On the other hand, current poll numbers, representing interviews conducted through the end of August, showed Democrats significantly further ahead in those earlier years — Clinton by 3.9 points, Biden by 7. The differences are even starker in target states such as Pennsylvania, Arizona, Michigan and Wisconsin.
Depending on how you resolve this anomaly, you will be expecting quite a different experience on Nov. 5. If you concentrate on the similarity between today’s polling results and the last two actual election results, you’ll expect yet another excruciatingly close election, with the electoral vote majority probably determined by which candidate carries two or three states by tenths of a percentage point.

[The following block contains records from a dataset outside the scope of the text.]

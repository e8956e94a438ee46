//! Process backend abstraction shared by the local and containerized variants

use std::sync::Arc;

use async_trait::async_trait;
use tokio::sync::mpsc;

use crate::domain::types::{BackendKind, ContainerStatus};
use crate::error::Result;
use crate::infra::docker::ContainerEngine;

/// Notification emitted by a backend.
///
/// `generation` identifies the backend instance so the session can drop
/// events from a backend it already swapped out.
#[derive(Debug, Clone, PartialEq)]
pub enum BackendEvent {
    Output { generation: u64, data: String },
    Exited { generation: u64, code: Option<i32> },
}

impl BackendEvent {
    pub fn generation(&self) -> u64 {
        match self {
            BackendEvent::Output { generation, .. } | BackendEvent::Exited { generation, .. } => {
                *generation
            }
        }
    }
}

/// Sending half handed to a backend at construction
#[derive(Debug, Clone)]
pub struct EventSink {
    generation: u64,
    tx: mpsc::UnboundedSender<BackendEvent>,
}

impl EventSink {
    pub fn new(generation: u64, tx: mpsc::UnboundedSender<BackendEvent>) -> Self {
        Self { generation, tx }
    }

    pub fn generation(&self) -> u64 {
        self.generation
    }

    /// Deliver an output chunk. Returns false once the session is gone.
    pub fn output(&self, data: String) -> bool {
        if data.is_empty() {
            return true;
        }
        self.tx
            .send(BackendEvent::Output {
                generation: self.generation,
                data,
            })
            .is_ok()
    }

    pub fn exited(&self, code: Option<i32>) {
        let _ = self.tx.send(BackendEvent::Exited {
            generation: self.generation,
            code,
        });
    }
}

/// Handle for querying the container behind a containerized backend
#[derive(Clone)]
pub struct ContainerHandle {
    pub(crate) engine: Arc<dyn ContainerEngine>,
    pub(crate) container_id: String,
}

impl ContainerHandle {
    /// Inspect the container; any inspection error means "no status"
    pub async fn status(&self) -> Option<ContainerStatus> {
        self.engine
            .inspect_container(&self.container_id)
            .await
            .ok()
            .flatten()
    }
}

/// Capabilities every backend offers to the session router.
///
/// Output and exit are not callbacks: they arrive on the `EventSink` the
/// backend was built with, in the order the backend produced them.
#[async_trait]
pub trait ProcessBackend: Send {
    fn kind(&self) -> BackendKind;

    /// Forward input bytes verbatim
    async fn write(&mut self, data: &[u8]) -> Result<()>;

    /// Propagate a size change; failures are logged, never returned
    async fn resize(&mut self, cols: u16, rows: u16);

    /// Tear the backend down. Idempotent.
    async fn terminate(&mut self);

    fn container(&self) -> Option<ContainerHandle> {
        None
    }
}

/// Incremental UTF-8 decoder for raw output chunks.
///
/// A multi-byte sequence split across reads is held back until the rest
/// arrives; invalid bytes become U+FFFD.
#[derive(Debug, Default)]
pub struct Utf8Decoder {
    pending: Vec<u8>,
}

impl Utf8Decoder {
    pub fn decode(&mut self, chunk: &[u8]) -> String {
        let mut buf = std::mem::take(&mut self.pending);
        buf.extend_from_slice(chunk);

        let mut out = String::with_capacity(buf.len());
        let mut input = buf.as_slice();
        loop {
            match std::str::from_utf8(input) {
                Ok(s) => {
                    out.push_str(s);
                    break;
                }
                Err(e) => {
                    let (valid, rest) = input.split_at(e.valid_up_to());
                    out.push_str(&String::from_utf8_lossy(valid));
                    match e.error_len() {
                        Some(len) => {
                            out.push(char::REPLACEMENT_CHARACTER);
                            input = &rest[len..];
                        }
                        None => {
                            self.pending = rest.to_vec();
                            break;
                        }
                    }
                }
            }
        }
        out
    }

    /// Flush whatever is still held back
    pub fn finish(&mut self) -> String {
        let pending = std::mem::take(&mut self.pending);
        String::from_utf8_lossy(&pending).into_owned()
    }
}
//! Service layer

pub mod backend;
pub mod container;
pub mod recorder;
pub mod session;
pub mod tracker;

If you concentrate on Democrats’ smaller polling margins over Trump this year as compared to 2016 and 2020, however, you’ll expect him to run considerably better this time, perhaps winning the popular vote and probably carrying the electoral vote without difficulty.
So which is the better view? Is he really running better this time, something sufferers from Trump Derangement Syndrome must have a hard time believing, or are we just looking at the same old same old?
There’s evidence for that latter view. I don’t see significant changes in assessments of Trump’s character. He compared favorably on some traits with the flagging Biden, but Democrats’ and dominant media’s month of joy over Harris’ succession has eliminated, at least temporarily, some of the former president’s advantages.
On top of that, there’s little evidence that the close balance between the parties is moving toward Trump’s party. In Senate races, Republican candidates are leading in polls in only two of half a dozen Democratic-held seats that have seemed vulnerable.
In the generic vote for the House of Representatives, Democrats are currently up 1.2 points, with neither party leading by more than that for the last six months. Those numbers point to very narrow majorities for one party or the other in both houses, as in the Senate and House elections in 2020 and 2022.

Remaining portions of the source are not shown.